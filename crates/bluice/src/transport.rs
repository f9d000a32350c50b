// SPDX-License-Identifier: Apache-2.0 OR MIT
// Copyright (c) 2025-2026 naskel.com

//! Socket ownership and framed send/receive for one connection.
//!
//! The socket is held twice: a writer half behind the send lock and a cloned
//! reader half used only by the receive thread (or by the handshake before
//! that thread starts). Shutting the socket down through the writer half
//! unblocks a pending read, which is how a connection stops its receive loop.
//!
//! Inbound traffic is always framed. The protocol tag only selects the
//! outbound form: the client identity reply goes out as a fixed-size legacy
//! frame, everything after it as a framed message.

use std::io::{self, Read};
use std::net::{Shutdown, TcpStream};
use std::sync::atomic::{AtomicU8, Ordering};
use std::time::{Duration, Instant};

use parking_lot::Mutex;
use socket2::{SockRef, TcpKeepalive};

use crate::error::{Error, Result};
use crate::protocol::{self, Message, ProtocolVersion, LEGACY_FRAME_SIZE};

/// Poll step used while waiting for bytes with a finite timeout.
const POLL_STEP: Duration = Duration::from_millis(10);

/// Keepalive idle time applied when keepalive is enabled.
const KEEPALIVE_IDLE: Duration = Duration::from_secs(15);

/// Reader that fails with `TimedOut` once a fixed deadline has passed.
///
/// Each read gets the time left until the deadline as its socket timeout, so
/// a peer trickling bytes cannot stretch a `read_exact` past the deadline.
pub struct DeadlineReader<'a> {
    stream: &'a TcpStream,
    deadline: Instant,
}

impl<'a> DeadlineReader<'a> {
    pub fn new(stream: &'a TcpStream, deadline: Instant) -> Self {
        Self { stream, deadline }
    }
}

impl Read for DeadlineReader<'_> {
    fn read(&mut self, buf: &mut [u8]) -> io::Result<usize> {
        let remaining = self.deadline.saturating_duration_since(Instant::now());
        if remaining.is_zero() {
            return Err(io::Error::new(io::ErrorKind::TimedOut, "deadline passed"));
        }
        self.stream.set_read_timeout(Some(remaining))?;
        let mut stream = self.stream;
        stream.read(buf)
    }
}

/// Apply Blu-Ice socket options to a connected or accepted stream.
pub fn configure_stream(stream: &TcpStream, keepalive: bool) -> Result<()> {
    let sock = SockRef::from(stream);
    sock.set_nodelay(true)?;
    if keepalive {
        sock.set_tcp_keepalive(&TcpKeepalive::new().with_time(KEEPALIVE_IDLE))?;
    }
    Ok(())
}

/// Framed transport over one TCP socket.
pub struct Transport {
    peer: String,
    writer: Mutex<Option<TcpStream>>,
    reader: Mutex<Option<TcpStream>>,
    protocol: AtomicU8,
    receive_buffer_length: usize,
}

impl Transport {
    /// Transport for the named peer, not yet attached to a socket.
    pub fn new(peer: impl Into<String>, receive_buffer_length: usize) -> Self {
        Self {
            peer: peer.into(),
            writer: Mutex::new(None),
            reader: Mutex::new(None),
            protocol: AtomicU8::new(ProtocolVersion::Legacy as u8),
            receive_buffer_length,
        }
    }

    pub fn peer(&self) -> &str {
        &self.peer
    }

    pub fn protocol(&self) -> ProtocolVersion {
        if self.protocol.load(Ordering::Acquire) >= ProtocolVersion::Framed as u8 {
            ProtocolVersion::Framed
        } else {
            ProtocolVersion::Legacy
        }
    }

    pub fn set_protocol(&self, version: ProtocolVersion) {
        self.protocol.store(version as u8, Ordering::Release);
    }

    pub fn is_attached(&self) -> bool {
        self.writer.lock().is_some()
    }

    /// Take ownership of `stream`, replacing (and shutting down) any previous socket.
    pub fn attach(&self, stream: TcpStream) -> Result<()> {
        let reader = stream
            .try_clone()
            .map_err(|e| Error::from_io(e, &self.peer))?;

        {
            let mut writer = self.writer.lock();
            if let Some(old) = writer.take() {
                let _ = old.shutdown(Shutdown::Both);
            }
            *writer = Some(stream);
        }

        // A blocked reader releases this lock once the shutdown above lands.
        *self.reader.lock() = Some(reader);
        log::debug!("[transport] attached socket for '{}'", self.peer);
        Ok(())
    }

    /// Shut the socket down without releasing it. Unblocks a pending receive.
    pub fn shutdown(&self) {
        if let Some(stream) = self.writer.lock().as_ref() {
            let _ = stream.shutdown(Shutdown::Both);
        }
    }

    /// Drop the writer half. Called with no other lock held.
    pub fn release_writer(&self) {
        self.writer.lock().take();
    }

    /// Drop the reader half. Only valid once the receive thread is gone.
    pub fn release_reader(&self) {
        self.reader.lock().take();
    }

    /// Send one message in the connection's current protocol.
    pub fn send(&self, text: &str, binary: &[u8]) -> Result<()> {
        match self.protocol() {
            ProtocolVersion::Framed => {
                let mut guard = self.writer.lock();
                let stream = guard.as_mut().ok_or_else(|| self.lost())?;
                protocol::write_frame(stream, text, binary)
                    .map_err(|e| Error::from_io(e, &self.peer))?;
            }
            ProtocolVersion::Legacy => {
                if !binary.is_empty() {
                    return Err(Error::Unsupported(
                        "Binary payloads require protocol 2 or later".into(),
                    ));
                }
                self.send_legacy(text, LEGACY_FRAME_SIZE)?;
            }
        }
        log::debug!("[transport] -> {}: '{}'", self.peer, text);
        Ok(())
    }

    /// Send `text` as a protocol 1 frame of `frame_size` bytes.
    pub fn send_legacy(&self, text: &str, frame_size: usize) -> Result<()> {
        let mut guard = self.writer.lock();
        let stream = guard.as_mut().ok_or_else(|| self.lost())?;
        protocol::write_legacy(stream, text, frame_size).map_err(|e| match e {
            Error::NetworkIo(_) | Error::NetworkConnectionLost(_) | Error::TimedOut(_) => {
                Error::NetworkIo(format!(
                    "Error sending message '{}' to Blu-Ice server '{}': {}",
                    text, self.peer, e
                ))
            }
            other => other,
        })
    }

    /// Receive one message.
    ///
    /// `timeout` of `None` blocks until a message arrives. With `Some(t)` the
    /// socket is polled in 10 ms steps and `TimedOut` is returned if nothing
    /// arrived within `t`.
    pub fn receive(&self, timeout: Option<Duration>) -> Result<Message> {
        let mut guard = self.reader.lock();
        let stream = guard.as_mut().ok_or_else(|| self.lost())?;

        // An overflowing timeout means no deadline.
        let deadline = timeout.and_then(|t| Instant::now().checked_add(t));
        if let Some(t) = timeout {
            if let Err(e) = self.wait_readable(stream, t) {
                if matches!(e, Error::NetworkConnectionLost(_)) {
                    *guard = None;
                }
                return Err(e);
            }
        }

        let result = match deadline {
            Some(deadline) => {
                let result = protocol::read_frame(
                    &mut DeadlineReader::new(stream, deadline),
                    self.receive_buffer_length,
                );
                if let Err(e) = stream.set_read_timeout(None) {
                    log::warn!("[transport] clearing read timeout for '{}': {}", self.peer, e);
                }
                result
            }
            None => protocol::read_frame(stream, self.receive_buffer_length),
        };

        match result {
            Ok(msg) => {
                if msg.truncated {
                    log::warn!(
                        "[transport] message from '{}' exceeded the {} byte receive buffer and was truncated",
                        self.peer,
                        self.receive_buffer_length
                    );
                }
                if !msg.binary.is_empty() {
                    log::warn!(
                        "[transport] binary data length from '{}' is {}, not 0",
                        self.peer,
                        msg.binary.len()
                    );
                }
                log::debug!("[transport] <- {}: '{}'", self.peer, msg.text);
                Ok(msg)
            }
            Err(e) => {
                // The stream position is unknown after a failed read.
                *guard = None;
                Err(Error::from_io(e, &self.peer))
            }
        }
    }

    fn wait_readable(&self, stream: &TcpStream, timeout: Duration) -> Result<()> {
        let attempts = ((timeout.as_secs_f64() * 1000.0 / POLL_STEP.as_millis() as f64).round()
            as u64)
            .max(1);

        stream
            .set_read_timeout(Some(POLL_STEP))
            .map_err(|e| Error::from_io(e, &self.peer))?;

        let mut peeked = [0u8; 1];
        let mut outcome = Err(Error::TimedOut(format!(
            "Timed out after waiting {:.3} seconds for a message from Blu-Ice server '{}'",
            timeout.as_secs_f64(),
            self.peer
        )));
        for _ in 0..attempts {
            match stream.peek(&mut peeked) {
                Ok(0) => {
                    outcome = Err(self.lost());
                    break;
                }
                Ok(_) => {
                    outcome = Ok(());
                    break;
                }
                Err(e)
                    if e.kind() == std::io::ErrorKind::WouldBlock
                        || e.kind() == std::io::ErrorKind::TimedOut
                        || e.kind() == std::io::ErrorKind::Interrupted => {}
                Err(e) => {
                    outcome = Err(Error::from_io(e, &self.peer));
                    break;
                }
            }
        }

        stream
            .set_read_timeout(None)
            .map_err(|e| Error::from_io(e, &self.peer))?;
        outcome
    }

    fn lost(&self) -> Error {
        Error::NetworkConnectionLost(format!(
            "The connection to Blu-Ice server '{}' is not open",
            self.peer
        ))
    }
}

impl std::fmt::Debug for Transport {
    fn fmt(&self, f: &mut std::fmt::Formatter<'_>) -> std::fmt::Result {
        f.debug_struct("Transport")
            .field("peer", &self.peer)
            .field("protocol", &self.protocol())
            .finish()
    }
}

#[cfg(test)]
mod tests {
    use super::*;
    use std::io::Write;
    use std::net::TcpListener;

    fn pair() -> (Transport, TcpStream) {
        let listener = TcpListener::bind("127.0.0.1:0").unwrap();
        let addr = listener.local_addr().unwrap();
        let client = TcpStream::connect(addr).unwrap();
        let (server, _) = listener.accept().unwrap();
        let transport = Transport::new("test", 10_000);
        transport.attach(client).unwrap();
        (transport, server)
    }

    #[test]
    fn test_unattached_transport_reports_lost() {
        let transport = Transport::new("nowhere", 100);
        assert!(matches!(
            transport.send("gtos_become_slave", &[]),
            Err(Error::NetworkConnectionLost(_))
        ));
        assert!(matches!(
            transport.receive(Some(Duration::from_millis(10))),
            Err(Error::NetworkConnectionLost(_))
        ));
    }

    #[test]
    fn test_framed_round_trip_over_socket() {
        let (transport, mut server) = pair();
        transport.set_protocol(ProtocolVersion::Framed);

        protocol::write_frame(&mut server, "stog_become_master", &[]).unwrap();
        let msg = transport.receive(Some(Duration::from_secs(2))).unwrap();
        assert_eq!(msg.text, "stog_become_master");

        transport.send("gtos_become_slave", &[]).unwrap();
        let echoed = protocol::read_frame(&mut server, 1000).unwrap();
        assert_eq!(echoed.text, "gtos_become_slave");
    }

    #[test]
    fn test_receive_times_out() {
        let (transport, _server) = pair();
        transport.set_protocol(ProtocolVersion::Framed);
        let err = transport
            .receive(Some(Duration::from_millis(50)))
            .unwrap_err();
        assert!(err.is_timeout());
        // The socket survives a timeout
        assert!(transport.is_attached());
    }

    #[test]
    fn test_partial_header_times_out() {
        let (transport, mut server) = pair();
        transport.set_protocol(ProtocolVersion::Framed);
        server.write_all(b"0000000").unwrap();

        let start = Instant::now();
        let err = transport
            .receive(Some(Duration::from_millis(200)))
            .unwrap_err();
        assert!(err.is_timeout());
        assert!(start.elapsed() < Duration::from_secs(2));
    }

    #[test]
    fn test_deadline_reader_bounds_read_exact() {
        let listener = TcpListener::bind("127.0.0.1:0").unwrap();
        let client = TcpStream::connect(listener.local_addr().unwrap()).unwrap();
        let (mut server, _) = listener.accept().unwrap();
        server.write_all(b"abc").unwrap();

        let start = Instant::now();
        let mut reader = DeadlineReader::new(&client, start + Duration::from_millis(150));
        let mut buf = [0u8; 8];
        let err = reader.read_exact(&mut buf).unwrap_err();
        assert!(matches!(
            err.kind(),
            io::ErrorKind::TimedOut | io::ErrorKind::WouldBlock
        ));
        assert!(start.elapsed() < Duration::from_secs(2));
    }

    #[test]
    fn test_peer_close_is_connection_lost() {
        let (transport, server) = pair();
        transport.set_protocol(ProtocolVersion::Framed);
        drop(server);
        let err = transport.receive(Some(Duration::from_secs(2))).unwrap_err();
        assert!(matches!(err, Error::NetworkConnectionLost(_)));
    }

    #[test]
    fn test_legacy_send_is_fixed_size() {
        let (transport, mut server) = pair();
        transport.send("htos_client_is_gui u s h :0", &[]).unwrap();
        let text = protocol::read_legacy(&mut server, LEGACY_FRAME_SIZE).unwrap();
        assert_eq!(text, "htos_client_is_gui u s h :0");
    }
}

● ● ● ● ● ● ●

Output the records above exactly, from their first line through the line that contains "and a cloned", and add nothing.

- Reply to the exercise -
filename crates/bluice/src/transport.rs
repository f9d000a32350c50b
// SPDX-License-Identifier: Apache-2.0 OR MIT
// Copyright (c) 2025-2026 naskel.com

//! Socket ownership and framed send/receive for one connection.
//!
//! The socket is held twice: a writer half behind the send lock and a cloned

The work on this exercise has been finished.